Problem description:
Look at every line below and count those containing "ChannelOverrideConfig". Answer with the number only.

[Materials provided Boundary: Start]

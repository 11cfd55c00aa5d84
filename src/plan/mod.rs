//! Push planning for a fleet of proxies.
//!
//! # Data Flow
//! ```text
//! ChangeEvent + [Proxy]
//!     → PushPlanner (active PushPolicy via ArcSwap)
//!     → per proxy: proxy_needs_push → push_channels_for
//!     → PushPlan { pushes, skipped }
//! ```
//!
//! # Design Decisions
//! - Policy reloads swap an `Arc` atomically; a plan in progress keeps the
//!   policy it started with
//! - Metrics and logs are emitted here, keeping `scope` pure

use std::sync::Arc;
use std::time::Instant;

use arc_swap::ArcSwap;
use serde::Serialize;

use crate::model::{ChangeEvent, DependencyScope, Proxy, ProxyRole};
use crate::observability::metrics;
use crate::scope::{ChannelSet, PushPolicy};

/// A push to send to one proxy.
#[derive(Debug, Clone, PartialEq, Eq, Serialize)]
pub struct ProxyPush {
    pub proxy_id: String,
    pub role: ProxyRole,
    pub channels: ChannelSet,
}

/// Result of planning one event against a fleet.
#[derive(Debug, Clone, Default, PartialEq, Eq, Serialize)]
pub struct PushPlan {
    /// Proxies that receive a push, in input order.
    pub pushes: Vec<ProxyPush>,

    /// Proxies the event does not touch.
    pub skipped_unaffected: usize,

    /// Proxies that need a push but have no channel to resend for their role.
    pub skipped_no_channels: usize,
}

impl PushPlan {
    pub fn get(&self, proxy_id: &str) -> Option<&ProxyPush> {
        self.pushes.iter().find(|p| p.proxy_id == proxy_id)
    }

    pub fn total(&self) -> usize {
        self.pushes.len() + self.skipped_unaffected + self.skipped_no_channels
    }
}

/// Plans pushes with a hot-swappable policy.
#[derive(Debug)]
pub struct PushPlanner {
    policy: ArcSwap<PushPolicy>,
}

impl PushPlanner {
    pub fn new(policy: PushPolicy) -> Self {
        Self {
            policy: ArcSwap::from_pointee(policy),
        }
    }

    /// The currently active policy.
    pub fn policy(&self) -> Arc<PushPolicy> {
        self.policy.load_full()
    }

    /// Replace the active policy.
    pub fn swap_policy(&self, policy: PushPolicy) {
        self.policy.store(Arc::new(policy));
        tracing::info!("Push policy swapped");
    }

    /// Evaluate `event` against every proxy.
    pub fn plan<S: DependencyScope>(&self, event: &ChangeEvent, proxies: &[Proxy<S>]) -> PushPlan {
        let start = Instant::now();
        let policy = self.policy.load_full();
        let mut plan = PushPlan::default();

        for proxy in proxies {
            if !policy.proxy_needs_push(event, proxy) {
                metrics::record_decision(proxy.role, "unaffected");
                tracing::trace!(proxy = %proxy.id, role = %proxy.role, "No push needed");
                plan.skipped_unaffected += 1;
                continue;
            }

            let channels = policy.push_channels_for(proxy.role, event);
            if channels.is_empty() {
                metrics::record_decision(proxy.role, "no_channels");
                tracing::debug!(proxy = %proxy.id, role = %proxy.role, "Push needed but no channel applies to role");
                plan.skipped_no_channels += 1;
                continue;
            }

            metrics::record_decision(proxy.role, "push");
            metrics::record_channels(channels);
            tracing::debug!(proxy = %proxy.id, role = %proxy.role, %channels, "Push planned");
            plan.pushes.push(ProxyPush {
                proxy_id: proxy.id.clone(),
                role: proxy.role,
                channels,
            });
        }

        metrics::record_plan_duration(start.elapsed());
        tracing::info!(
            kinds = event.configs_updated().len(),
            namespaces = event.namespaces_updated().len(),
            pushes = plan.pushes.len(),
            skipped_unaffected = plan.skipped_unaffected,
            skipped_no_channels = plan.skipped_no_channels,
            "Push plan computed"
        );
        plan
    }
}

impl Default for PushPlanner {
    fn default() -> Self {
        Self::new(PushPolicy::standard())
    }
}

#[cfg(test)]
mod tests {
    use super::*;
    use crate::config::{ChannelOverrideConfig, ScopingConfig};
    use crate::model::{kinds, SidecarScope};
    use crate::scope::PushChannel;

    fn fleet() -> Vec<Proxy> {
        let mut scope = SidecarScope::new();
        scope.add_config_dependency(&kinds::SERVICE_ENTRY, "svc1.com");
        vec![
            Proxy::new("sidecar-0", ProxyRole::Sidecar, scope),
            Proxy::new("gateway-0", ProxyRole::Gateway, SidecarScope::new()),
        ]
    }

    #[test]
    fn test_global_event_pushes_everyone_everything() {
        let planner = PushPlanner::default();
        let plan = planner.plan(&ChangeEvent::global(), &fleet());
        assert_eq!(plan.pushes.len(), 2);
        assert!(plan.pushes.iter().all(|p| p.channels.is_full()));
    }

    #[test]
    fn test_sidecar_kind_for_gateway_has_no_channels() {
        let planner = PushPlanner::default();
        let event = ChangeEvent::builder().kind_changed(kinds::SIDECAR).build();
        let plan = planner.plan(&event, &fleet());

        assert_eq!(plan.pushes.len(), 1);
        assert_eq!(plan.pushes[0].proxy_id, "sidecar-0");
        assert_eq!(plan.skipped_no_channels, 1);
        assert_eq!(plan.total(), 2);
    }

    #[test]
    fn test_swap_policy_changes_later_plans() {
        let planner = PushPlanner::default();
        let event = ChangeEvent::builder().kind_changed(kinds::ENVOY_FILTER).build();
        assert!(planner.plan(&event, &fleet()).get("gateway-0").unwrap().channels.is_full());

        planner.swap_policy(PushPolicy::from_config(&ScopingConfig {
            gateway_overrides: vec![ChannelOverrideConfig {
                kind: kinds::ENVOY_FILTER,
                channels: vec![PushChannel::Listener],
            }],
            ..Default::default()
        }));

        let plan = planner.plan(&event, &fleet());
        assert_eq!(
            plan.get("gateway-0").unwrap().channels,
            ChannelSet::of(&[PushChannel::Listener])
        );
    }

    #[test]
    fn test_held_policy_survives_swap() {
        let planner = PushPlanner::default();
        let held = planner.policy();
        planner.swap_policy(PushPolicy::standard());

        assert!(!Arc::ptr_eq(&held, &planner.policy()));
        let event = ChangeEvent::builder().kind_changed(kinds::ENVOY_FILTER).build();
        assert!(held.push_channels_for(ProxyRole::Gateway, &event).is_full());
    }

    #[test]
    fn test_plan_serializes() {
        let planner = PushPlanner::default();
        let event = ChangeEvent::builder().resource_changed(kinds::GATEWAY, "gw1").build();
        let json = serde_json::to_value(planner.plan(&event, &fleet())).unwrap();
        assert_eq!(json["pushes"][0]["proxy_id"], "gateway-0");
        assert_eq!(json["pushes"][0]["channels"], serde_json::json!(["listener", "route"]));
        assert_eq!(json["skipped_unaffected"], 1);
    }
}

[Materials provided Boundary: End]

Solution to this exercise:
2